> **Work instructions**
Your task is to reproduce exactly the lines that run from the beginning of the data through the line where "pub enum IsolationLevel" appears.

> **Extracted data**
=== Section Start ===

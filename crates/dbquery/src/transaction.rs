//! Transaction statements and macros.
//!
//! The statements are fixed literals with no binds. [`transaction!`] and
//! [`savepoint!`] run them through any [`Executor`](crate::Executor), so the
//! same code works on a plain client or a pooled one.
//!
//! # Example
//!
//! ```ignore
//! use dbquery::prelude::*;
//! use dbquery::transaction::IsolationLevel;
//!
//! dbquery::transaction!(&client, IsolationLevel::Serializable, {
//!     qb::update(Ident::table("accounts"))
//!         .set_minus(Ident::column("balance"), 100_i64)
//!         .filter(Ident::column("id").eq(1_i64))
//!         .execute(&client)
//!         .await?;
//!     Ok::<_, QueryError>(())
//! })?;
//! ```

use crate::ident::quote;
use crate::raw::RawFragment;

#[derive(Debug, Clone, Copy, PartialEq, Eq, Default)]
pub enum IsolationLevel {
    /// Server default
    #[default]
    Default,
    ReadCommitted,
    RepeatableRead,
    Serializable,
}

impl IsolationLevel {
    fn as_sql(self) -> Option<&'static str> {
        match self {
            IsolationLevel::Default => None,
            IsolationLevel::ReadCommitted => Some("READ COMMITTED"),
            IsolationLevel::RepeatableRead => Some("REPEATABLE READ"),
            IsolationLevel::Serializable => Some("SERIALIZABLE"),
        }
    }
}

/// `BEGIN;`
pub fn begin() -> RawFragment {
    begin_with(IsolationLevel::Default)
}

/// `BEGIN ISOLATION LEVEL <level>;`
pub fn begin_with(level: IsolationLevel) -> RawFragment {
    match level.as_sql() {
        Some(level) => RawFragment::new(format!("BEGIN ISOLATION LEVEL {level};")),
        None => RawFragment::new("BEGIN;"),
    }
}

/// `SAVEPOINT "name";`
pub fn savepoint(name: &str) -> RawFragment {
    RawFragment::new(format!("SAVEPOINT {};", quote(name)))
}

/// `RELEASE SAVEPOINT "name";`
pub fn release(name: &str) -> RawFragment {
    RawFragment::new(format!("RELEASE SAVEPOINT {};", quote(name)))
}

/// `ROLLBACK;`
pub fn rollback() -> RawFragment {
    RawFragment::new("ROLLBACK;")
}

/// `ROLLBACK TO "name";`
pub fn rollback_to(name: &str) -> RawFragment {
    RawFragment::new(format!("ROLLBACK TO {};", quote(name)))
}

/// `COMMIT;`
pub fn commit() -> RawFragment {
    RawFragment::new("COMMIT;")
}

/// `END;`
pub fn end() -> RawFragment {
    RawFragment::new("END;")
}

/// Runs the given block inside a transaction on `$conn`.
///
/// - Issues `BEGIN` with the given isolation level.
/// - Commits on `Ok(_)`.
/// - Rolls back on `Err(_)`.
///
/// The block must evaluate to `Result<T, E>` where `E: From<QueryError>`;
/// the macro evaluates to the same type.
#[macro_export]
macro_rules! transaction {
    ($conn:expr, { $($body:tt)* }) => {
        $crate::transaction!($conn, $crate::transaction::IsolationLevel::Default, { $($body)* })
    };
    ($conn:expr, $level:expr, { $($body:tt)* }) => {{
        let __dbquery_tx = $crate::transaction::__run(
            $conn,
            $crate::transaction::begin_with($level),
            $crate::transaction::commit(),
            $crate::transaction::rollback(),
        );
        match __dbquery_tx.begin().await {
            Ok(()) => {
                let __dbquery_result = async { $($body)* }.await;
                __dbquery_tx.finish(__dbquery_result).await
            }
            Err(e) => Err(e.into()),
        }
    }};
}

/// Runs the given block inside a savepoint of an open transaction.
///
/// - Issues `SAVEPOINT name`.
/// - Releases on `Ok(_)`.
/// - Rolls back to the savepoint on `Err(_)`.
#[macro_export]
macro_rules! savepoint {
    ($conn:expr, $name:expr, { $($body:tt)* }) => {{
        let __dbquery_name: &str = $name;
        let __dbquery_sp = $crate::transaction::__run(
            $conn,
            $crate::transaction::savepoint(__dbquery_name),
            $crate::transaction::release(__dbquery_name),
            $crate::transaction::rollback_to(__dbquery_name),
        );
        match __dbquery_sp.begin().await {
            Ok(()) => {
                let __dbquery_result = async { $($body)* }.await;
                __dbquery_sp.finish(__dbquery_result).await
            }
            Err(e) => Err(e.into()),
        }
    }};
}

#[doc(hidden)]
pub fn __run<E: crate::Executor>(
    conn: &E,
    open: RawFragment,
    ok: RawFragment,
    undo: RawFragment,
) -> Boundary<'_, E> {
    Boundary {
        conn,
        open,
        ok,
        undo,
    }
}

/// The three statements around one transaction or savepoint.
#[doc(hidden)]
pub struct Boundary<'a, E> {
    conn: &'a E,
    open: RawFragment,
    ok: RawFragment,
    undo: RawFragment,
}

impl<E: crate::Executor> Boundary<'_, E> {
    pub async fn begin(&self) -> crate::QueryResult<()> {
        tracing::debug!(target: "dbquery.sql", sql = %self.open.text, "transaction boundary");
        self.conn.execute(&self.open.text, &[]).await?;
        Ok(())
    }

    /// Commit (or release) on `Ok`, roll back on `Err`.
    pub async fn finish<T, Err>(&self, result: Result<T, Err>) -> Result<T, Err>
    where
        Err: From<crate::QueryError> + std::fmt::Display,
    {
        match result {
            Ok(value) => {
                tracing::debug!(target: "dbquery.sql", sql = %self.ok.text, "transaction boundary");
                self.conn.execute(&self.ok.text, &[]).await?;
                Ok(value)
            }
            Err(error) => {
                tracing::debug!(target: "dbquery.sql", sql = %self.undo.text, "transaction boundary");
                if let Err(rollback_err) = self.conn.execute(&self.undo.text, &[]).await {
                    tracing::warn!(
                        target: "dbquery.sql",
                        error = %rollback_err,
                        "rollback failed"
                    );
                    return Err(crate::QueryError::Other(format!(
                        "{error} (rollback failed: {rollback_err})"
                    ))
                    .into());
                }
                Err(error)
            }
        }
    }
}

=== Section End ===

> **Written answer**
filename crates/dbquery/src/transaction.rs
//! Transaction statements and macros.
//!
//! The statements are fixed literals with no binds. [`transaction!`] and
//! [`savepoint!`] run them through any [`Executor`](crate::Executor), so the
//! same code works on a plain client or a pooled one.
//!
//! # Example
//!
//! ```ignore
//! use dbquery::prelude::*;
//! use dbquery::transaction::IsolationLevel;
//!
//! dbquery::transaction!(&client, IsolationLevel::Serializable, {
//!     qb::update(Ident::table("accounts"))
//!         .set_minus(Ident::column("balance"), 100_i64)
//!         .filter(Ident::column("id").eq(1_i64))
//!         .execute(&client)
//!         .await?;
//!     Ok::<_, QueryError>(())
//! })?;
//! ```

use crate::ident::quote;
use crate::raw::RawFragment;

#[derive(Debug, Clone, Copy, PartialEq, Eq, Default)]
pub enum IsolationLevel {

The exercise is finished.